# Instructions to follow:
Within the entries underneath, how many lines include the string "derive"? State only the number.

** Opening Data for this task block **

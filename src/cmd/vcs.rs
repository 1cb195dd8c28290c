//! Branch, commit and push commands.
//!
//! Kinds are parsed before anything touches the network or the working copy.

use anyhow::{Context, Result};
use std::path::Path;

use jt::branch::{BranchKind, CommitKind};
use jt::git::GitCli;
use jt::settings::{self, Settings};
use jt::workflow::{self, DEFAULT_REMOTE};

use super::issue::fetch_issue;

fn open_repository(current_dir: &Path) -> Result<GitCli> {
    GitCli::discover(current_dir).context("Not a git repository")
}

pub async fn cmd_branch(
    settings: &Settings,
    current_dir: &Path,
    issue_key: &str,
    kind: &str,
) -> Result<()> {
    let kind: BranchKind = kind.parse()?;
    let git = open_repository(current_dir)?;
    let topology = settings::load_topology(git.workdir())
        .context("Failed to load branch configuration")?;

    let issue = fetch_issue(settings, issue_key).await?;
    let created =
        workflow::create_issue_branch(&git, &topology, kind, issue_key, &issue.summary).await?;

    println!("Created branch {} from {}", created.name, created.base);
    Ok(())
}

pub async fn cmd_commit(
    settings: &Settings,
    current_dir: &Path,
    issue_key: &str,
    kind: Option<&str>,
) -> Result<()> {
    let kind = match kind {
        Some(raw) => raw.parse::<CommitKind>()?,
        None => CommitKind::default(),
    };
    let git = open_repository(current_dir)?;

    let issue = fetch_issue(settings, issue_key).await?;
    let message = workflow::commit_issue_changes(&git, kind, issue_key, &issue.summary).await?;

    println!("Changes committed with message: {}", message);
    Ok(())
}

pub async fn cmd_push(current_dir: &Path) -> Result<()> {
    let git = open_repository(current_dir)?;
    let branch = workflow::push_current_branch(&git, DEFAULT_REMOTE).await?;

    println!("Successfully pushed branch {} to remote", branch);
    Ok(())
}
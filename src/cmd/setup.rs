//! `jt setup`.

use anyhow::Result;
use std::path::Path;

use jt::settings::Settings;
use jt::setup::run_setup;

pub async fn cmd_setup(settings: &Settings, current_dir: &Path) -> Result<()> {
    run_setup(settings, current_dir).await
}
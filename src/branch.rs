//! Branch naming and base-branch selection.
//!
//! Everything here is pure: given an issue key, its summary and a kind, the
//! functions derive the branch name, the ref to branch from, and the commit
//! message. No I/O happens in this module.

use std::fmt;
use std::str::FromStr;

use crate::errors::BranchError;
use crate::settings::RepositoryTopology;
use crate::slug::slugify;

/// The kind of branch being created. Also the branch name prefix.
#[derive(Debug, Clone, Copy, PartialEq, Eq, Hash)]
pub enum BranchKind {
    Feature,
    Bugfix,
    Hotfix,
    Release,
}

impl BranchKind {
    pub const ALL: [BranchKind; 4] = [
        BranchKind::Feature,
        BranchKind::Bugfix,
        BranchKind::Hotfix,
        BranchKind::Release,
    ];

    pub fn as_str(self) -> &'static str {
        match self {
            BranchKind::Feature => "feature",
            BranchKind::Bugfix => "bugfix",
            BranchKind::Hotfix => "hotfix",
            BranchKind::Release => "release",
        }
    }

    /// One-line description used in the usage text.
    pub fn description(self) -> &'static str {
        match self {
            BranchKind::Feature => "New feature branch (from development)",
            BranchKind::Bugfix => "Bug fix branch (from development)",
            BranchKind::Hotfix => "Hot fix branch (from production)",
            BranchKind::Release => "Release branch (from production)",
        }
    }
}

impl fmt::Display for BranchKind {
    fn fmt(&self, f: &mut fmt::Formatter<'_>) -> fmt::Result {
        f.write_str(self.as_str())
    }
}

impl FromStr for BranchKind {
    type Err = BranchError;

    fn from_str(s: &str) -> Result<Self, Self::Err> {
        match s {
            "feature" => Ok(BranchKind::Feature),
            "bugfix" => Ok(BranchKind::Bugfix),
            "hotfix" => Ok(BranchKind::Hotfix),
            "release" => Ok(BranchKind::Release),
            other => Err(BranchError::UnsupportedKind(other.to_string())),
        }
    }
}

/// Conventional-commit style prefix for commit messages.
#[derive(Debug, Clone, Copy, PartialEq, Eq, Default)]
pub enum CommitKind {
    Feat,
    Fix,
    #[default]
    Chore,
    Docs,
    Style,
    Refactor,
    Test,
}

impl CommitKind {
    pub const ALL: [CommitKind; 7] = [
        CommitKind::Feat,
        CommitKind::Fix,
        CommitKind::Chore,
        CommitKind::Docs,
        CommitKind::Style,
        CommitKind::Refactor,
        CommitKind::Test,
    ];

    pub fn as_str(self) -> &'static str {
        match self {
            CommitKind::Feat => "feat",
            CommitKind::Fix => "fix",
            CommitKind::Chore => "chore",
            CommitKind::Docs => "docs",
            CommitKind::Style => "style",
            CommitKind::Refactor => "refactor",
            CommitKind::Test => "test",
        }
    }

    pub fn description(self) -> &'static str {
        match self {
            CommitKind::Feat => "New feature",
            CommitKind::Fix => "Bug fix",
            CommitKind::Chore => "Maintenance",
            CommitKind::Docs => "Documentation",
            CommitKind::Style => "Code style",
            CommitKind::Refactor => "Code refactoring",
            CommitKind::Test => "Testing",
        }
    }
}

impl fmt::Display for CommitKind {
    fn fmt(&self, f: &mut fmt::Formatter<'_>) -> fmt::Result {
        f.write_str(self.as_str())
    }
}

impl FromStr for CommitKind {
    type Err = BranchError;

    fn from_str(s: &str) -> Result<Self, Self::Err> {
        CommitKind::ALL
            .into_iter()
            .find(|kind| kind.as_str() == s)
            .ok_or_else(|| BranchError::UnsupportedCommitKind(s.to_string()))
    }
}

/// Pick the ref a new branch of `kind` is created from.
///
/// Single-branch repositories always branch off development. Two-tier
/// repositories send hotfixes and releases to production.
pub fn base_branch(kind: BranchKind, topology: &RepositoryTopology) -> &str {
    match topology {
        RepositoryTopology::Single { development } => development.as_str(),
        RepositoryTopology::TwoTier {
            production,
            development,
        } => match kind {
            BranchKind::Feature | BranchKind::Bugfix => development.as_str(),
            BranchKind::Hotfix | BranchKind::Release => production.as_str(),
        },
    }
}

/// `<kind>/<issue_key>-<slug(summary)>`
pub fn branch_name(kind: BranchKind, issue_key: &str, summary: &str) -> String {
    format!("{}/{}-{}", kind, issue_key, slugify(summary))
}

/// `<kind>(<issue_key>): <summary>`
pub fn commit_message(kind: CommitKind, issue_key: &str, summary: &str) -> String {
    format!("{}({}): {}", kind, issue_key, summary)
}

** Closing Data for this task block **
** Opening Data for this task block **

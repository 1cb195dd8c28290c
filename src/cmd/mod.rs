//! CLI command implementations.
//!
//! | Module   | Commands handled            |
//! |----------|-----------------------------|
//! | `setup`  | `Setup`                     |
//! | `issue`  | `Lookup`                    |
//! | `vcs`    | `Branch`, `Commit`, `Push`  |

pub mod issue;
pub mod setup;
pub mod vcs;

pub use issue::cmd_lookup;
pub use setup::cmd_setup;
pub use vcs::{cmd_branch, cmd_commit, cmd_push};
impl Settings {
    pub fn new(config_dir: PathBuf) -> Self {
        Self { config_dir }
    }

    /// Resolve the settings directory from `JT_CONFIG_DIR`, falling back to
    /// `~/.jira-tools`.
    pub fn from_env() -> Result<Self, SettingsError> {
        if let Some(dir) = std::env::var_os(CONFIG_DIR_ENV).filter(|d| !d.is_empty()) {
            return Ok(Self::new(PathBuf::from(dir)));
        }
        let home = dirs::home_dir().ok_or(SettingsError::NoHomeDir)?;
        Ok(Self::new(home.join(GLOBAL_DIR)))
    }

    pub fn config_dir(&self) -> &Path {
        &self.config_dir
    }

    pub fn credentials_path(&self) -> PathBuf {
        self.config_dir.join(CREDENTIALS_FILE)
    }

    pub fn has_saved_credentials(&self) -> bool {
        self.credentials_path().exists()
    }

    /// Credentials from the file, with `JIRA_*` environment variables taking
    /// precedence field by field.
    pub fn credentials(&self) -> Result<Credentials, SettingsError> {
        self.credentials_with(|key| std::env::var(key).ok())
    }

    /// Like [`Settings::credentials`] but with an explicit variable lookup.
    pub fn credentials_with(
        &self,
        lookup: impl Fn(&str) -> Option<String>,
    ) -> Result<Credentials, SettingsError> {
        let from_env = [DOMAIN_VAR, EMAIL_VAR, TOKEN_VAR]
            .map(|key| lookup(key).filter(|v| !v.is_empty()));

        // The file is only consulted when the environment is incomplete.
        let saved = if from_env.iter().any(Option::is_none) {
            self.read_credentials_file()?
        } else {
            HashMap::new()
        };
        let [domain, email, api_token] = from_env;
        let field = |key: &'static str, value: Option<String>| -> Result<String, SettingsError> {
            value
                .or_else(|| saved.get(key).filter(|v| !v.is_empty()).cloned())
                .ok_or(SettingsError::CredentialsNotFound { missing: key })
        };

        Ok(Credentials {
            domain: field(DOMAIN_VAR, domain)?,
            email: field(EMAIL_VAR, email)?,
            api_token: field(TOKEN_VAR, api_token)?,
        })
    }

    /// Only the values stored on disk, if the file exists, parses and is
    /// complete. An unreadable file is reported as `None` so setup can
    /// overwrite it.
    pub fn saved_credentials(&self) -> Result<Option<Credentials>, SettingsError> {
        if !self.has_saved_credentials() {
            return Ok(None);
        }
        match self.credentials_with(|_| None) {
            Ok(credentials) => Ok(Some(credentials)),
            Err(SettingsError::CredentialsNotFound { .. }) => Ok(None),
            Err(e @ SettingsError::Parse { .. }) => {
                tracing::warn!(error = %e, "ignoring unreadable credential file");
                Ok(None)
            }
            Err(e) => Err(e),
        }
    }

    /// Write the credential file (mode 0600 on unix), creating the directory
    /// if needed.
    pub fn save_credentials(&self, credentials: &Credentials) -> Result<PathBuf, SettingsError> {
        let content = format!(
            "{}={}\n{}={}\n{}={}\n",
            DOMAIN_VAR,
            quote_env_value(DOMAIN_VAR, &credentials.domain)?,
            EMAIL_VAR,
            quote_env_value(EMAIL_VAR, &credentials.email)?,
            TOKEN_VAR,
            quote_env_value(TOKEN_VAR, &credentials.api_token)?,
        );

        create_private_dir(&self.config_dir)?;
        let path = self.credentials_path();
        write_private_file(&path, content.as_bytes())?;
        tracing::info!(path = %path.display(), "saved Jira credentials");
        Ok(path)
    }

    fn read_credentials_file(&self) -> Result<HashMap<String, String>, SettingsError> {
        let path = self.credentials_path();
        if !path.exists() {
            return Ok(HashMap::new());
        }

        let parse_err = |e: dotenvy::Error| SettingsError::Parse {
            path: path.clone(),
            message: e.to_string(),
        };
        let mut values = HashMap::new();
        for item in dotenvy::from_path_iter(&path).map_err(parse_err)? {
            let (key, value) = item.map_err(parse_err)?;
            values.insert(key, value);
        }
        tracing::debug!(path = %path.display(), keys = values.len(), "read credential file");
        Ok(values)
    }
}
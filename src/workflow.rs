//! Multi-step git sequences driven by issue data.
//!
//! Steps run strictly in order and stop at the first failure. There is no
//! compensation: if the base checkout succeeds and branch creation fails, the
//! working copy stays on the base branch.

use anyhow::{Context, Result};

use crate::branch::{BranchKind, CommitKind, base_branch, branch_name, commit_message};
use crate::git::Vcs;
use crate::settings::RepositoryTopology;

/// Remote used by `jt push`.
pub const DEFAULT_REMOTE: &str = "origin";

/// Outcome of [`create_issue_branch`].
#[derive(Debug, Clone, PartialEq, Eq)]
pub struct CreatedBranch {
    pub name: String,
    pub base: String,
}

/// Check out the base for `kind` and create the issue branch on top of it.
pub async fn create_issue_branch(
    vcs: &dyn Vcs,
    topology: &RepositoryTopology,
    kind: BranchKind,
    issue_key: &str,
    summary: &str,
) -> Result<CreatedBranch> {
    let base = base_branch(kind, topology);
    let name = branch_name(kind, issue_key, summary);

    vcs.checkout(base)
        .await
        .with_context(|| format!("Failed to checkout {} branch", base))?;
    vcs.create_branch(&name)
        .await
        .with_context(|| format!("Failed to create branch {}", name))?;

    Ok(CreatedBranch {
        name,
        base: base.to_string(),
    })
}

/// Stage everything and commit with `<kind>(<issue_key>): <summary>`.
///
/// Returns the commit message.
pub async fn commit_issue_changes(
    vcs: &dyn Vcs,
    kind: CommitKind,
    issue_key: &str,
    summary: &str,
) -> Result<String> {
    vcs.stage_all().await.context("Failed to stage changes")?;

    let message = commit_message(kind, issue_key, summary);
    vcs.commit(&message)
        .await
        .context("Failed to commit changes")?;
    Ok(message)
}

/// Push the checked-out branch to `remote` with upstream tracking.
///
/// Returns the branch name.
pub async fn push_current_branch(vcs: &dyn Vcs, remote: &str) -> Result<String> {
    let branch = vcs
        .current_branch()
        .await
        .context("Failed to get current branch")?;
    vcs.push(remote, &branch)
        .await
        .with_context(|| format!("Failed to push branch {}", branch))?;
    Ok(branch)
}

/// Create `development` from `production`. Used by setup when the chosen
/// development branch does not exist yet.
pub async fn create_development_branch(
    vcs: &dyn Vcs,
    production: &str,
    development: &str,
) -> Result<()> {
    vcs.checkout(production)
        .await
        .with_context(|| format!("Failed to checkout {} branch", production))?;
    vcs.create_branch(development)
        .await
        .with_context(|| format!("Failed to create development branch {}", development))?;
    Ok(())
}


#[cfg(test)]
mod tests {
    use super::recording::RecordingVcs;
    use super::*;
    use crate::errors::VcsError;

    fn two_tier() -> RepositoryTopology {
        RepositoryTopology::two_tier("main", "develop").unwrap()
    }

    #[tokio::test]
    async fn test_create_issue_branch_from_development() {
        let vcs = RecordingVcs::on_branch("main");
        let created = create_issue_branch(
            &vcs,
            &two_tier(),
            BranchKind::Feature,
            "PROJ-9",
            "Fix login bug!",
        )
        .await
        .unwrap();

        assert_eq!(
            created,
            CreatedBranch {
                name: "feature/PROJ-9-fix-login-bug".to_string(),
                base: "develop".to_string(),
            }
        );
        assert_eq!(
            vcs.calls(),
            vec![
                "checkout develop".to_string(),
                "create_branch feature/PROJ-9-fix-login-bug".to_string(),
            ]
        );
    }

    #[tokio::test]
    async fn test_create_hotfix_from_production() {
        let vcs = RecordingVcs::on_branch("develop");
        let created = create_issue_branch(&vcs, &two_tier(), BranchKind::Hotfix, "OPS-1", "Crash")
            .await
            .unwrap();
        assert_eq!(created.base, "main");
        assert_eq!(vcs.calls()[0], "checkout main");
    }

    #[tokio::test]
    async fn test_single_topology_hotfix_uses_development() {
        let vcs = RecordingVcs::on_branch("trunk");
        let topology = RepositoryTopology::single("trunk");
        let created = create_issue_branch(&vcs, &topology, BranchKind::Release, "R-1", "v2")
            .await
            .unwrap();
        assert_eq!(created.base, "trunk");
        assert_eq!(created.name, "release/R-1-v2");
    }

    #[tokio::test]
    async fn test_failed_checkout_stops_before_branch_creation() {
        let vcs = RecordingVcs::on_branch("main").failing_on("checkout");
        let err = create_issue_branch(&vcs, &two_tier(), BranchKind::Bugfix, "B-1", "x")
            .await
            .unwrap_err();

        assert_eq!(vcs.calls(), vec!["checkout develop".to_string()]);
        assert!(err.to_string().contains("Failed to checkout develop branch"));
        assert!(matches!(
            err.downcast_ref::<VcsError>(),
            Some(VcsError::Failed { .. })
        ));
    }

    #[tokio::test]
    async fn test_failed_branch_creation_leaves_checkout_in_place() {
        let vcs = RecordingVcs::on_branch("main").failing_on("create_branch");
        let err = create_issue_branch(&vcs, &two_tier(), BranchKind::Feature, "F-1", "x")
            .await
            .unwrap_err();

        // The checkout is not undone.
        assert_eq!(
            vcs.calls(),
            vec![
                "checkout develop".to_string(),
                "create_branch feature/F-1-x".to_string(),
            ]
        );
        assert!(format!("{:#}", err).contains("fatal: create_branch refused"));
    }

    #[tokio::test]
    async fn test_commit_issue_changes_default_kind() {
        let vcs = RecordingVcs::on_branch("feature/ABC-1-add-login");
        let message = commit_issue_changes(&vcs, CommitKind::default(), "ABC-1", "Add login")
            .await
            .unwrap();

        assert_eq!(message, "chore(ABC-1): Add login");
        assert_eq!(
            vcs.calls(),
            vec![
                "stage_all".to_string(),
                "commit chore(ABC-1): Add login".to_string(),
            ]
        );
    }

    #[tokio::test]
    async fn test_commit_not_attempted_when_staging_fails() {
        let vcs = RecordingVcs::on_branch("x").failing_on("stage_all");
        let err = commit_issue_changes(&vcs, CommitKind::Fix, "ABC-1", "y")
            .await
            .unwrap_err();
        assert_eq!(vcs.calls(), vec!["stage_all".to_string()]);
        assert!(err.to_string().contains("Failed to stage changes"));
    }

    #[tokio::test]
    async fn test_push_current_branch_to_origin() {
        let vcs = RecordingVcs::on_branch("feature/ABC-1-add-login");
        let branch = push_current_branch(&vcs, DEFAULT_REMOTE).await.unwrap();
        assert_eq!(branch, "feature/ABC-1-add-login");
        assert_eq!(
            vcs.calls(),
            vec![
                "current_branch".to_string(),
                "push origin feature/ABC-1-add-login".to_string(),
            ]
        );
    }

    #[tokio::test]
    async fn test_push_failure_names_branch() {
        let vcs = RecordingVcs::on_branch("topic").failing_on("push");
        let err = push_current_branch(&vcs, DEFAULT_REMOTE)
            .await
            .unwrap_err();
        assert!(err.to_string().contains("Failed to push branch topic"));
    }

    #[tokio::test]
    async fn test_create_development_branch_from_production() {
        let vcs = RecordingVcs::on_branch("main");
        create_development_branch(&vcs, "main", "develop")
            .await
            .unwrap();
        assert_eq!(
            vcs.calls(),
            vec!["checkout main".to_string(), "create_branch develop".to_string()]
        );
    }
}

** Closing Data for this task block **
** Opening Data for this task block **

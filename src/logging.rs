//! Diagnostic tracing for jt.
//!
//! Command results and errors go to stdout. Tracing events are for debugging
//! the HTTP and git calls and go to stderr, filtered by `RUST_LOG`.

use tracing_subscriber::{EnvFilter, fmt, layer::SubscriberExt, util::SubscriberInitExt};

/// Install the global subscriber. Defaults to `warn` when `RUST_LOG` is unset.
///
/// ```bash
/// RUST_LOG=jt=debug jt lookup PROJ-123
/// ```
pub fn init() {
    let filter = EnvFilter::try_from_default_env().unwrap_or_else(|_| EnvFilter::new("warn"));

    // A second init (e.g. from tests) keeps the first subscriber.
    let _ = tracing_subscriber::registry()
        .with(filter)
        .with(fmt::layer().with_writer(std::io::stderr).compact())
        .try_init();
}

** Closing Data for this task block **

# Output:
4